WHAT IS NEEDED |
Look over the listing below and report how many of its lines contain the string "users", with no other words.

——

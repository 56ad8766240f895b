//! Profile reads and updates for the signed-in user

use super::UserRepository;
use crate::error::AuthError;
use chrono::Utc;
use sessionkit_core::{UpdateUserRequest, UserProfile};
use std::sync::Arc;
use tracing::info;
use uuid::Uuid;

#[derive(Clone)]
pub struct ProfileService {
    users: Arc<dyn UserRepository>,
}

impl ProfileService {
    pub fn new(users: Arc<dyn UserRepository>) -> Self {
        Self { users }
    }

    pub async fn profile(&self, user_id: Uuid) -> Result<UserProfile, AuthError> {
        self.users
            .find_by_id(user_id)
            .await?
            .map(|identity| identity.to_profile())
            .ok_or(AuthError::NotFound("User"))
    }

    /// Apply the non-blank fields of `request`
    pub async fn update(
        &self,
        user_id: Uuid,
        request: UpdateUserRequest,
    ) -> Result<UserProfile, AuthError> {
        let mut identity = self
            .users
            .find_by_id(user_id)
            .await?
            .ok_or(AuthError::NotFound("User"))?;

        if let Some(first_name) = non_blank(request.first_name) {
            identity.first_name = Some(first_name);
        }
        if let Some(last_name) = non_blank(request.last_name) {
            identity.last_name = Some(last_name);
        }
        identity.updated_at = Some(Utc::now());

        let identity = self.users.update(identity).await.map_err(|e| match e {
            AuthError::UserNotFound => AuthError::NotFound("User"),
            other => other,
        })?;

        info!(%user_id, "Profile updated");
        Ok(identity.to_profile())
    }
}

fn non_blank(value: Option<String>) -> Option<String> {
    value
        .map(|v| v.trim().to_string())
        .filter(|v| !v.is_empty())
}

——

OUTPUT BELOW |
6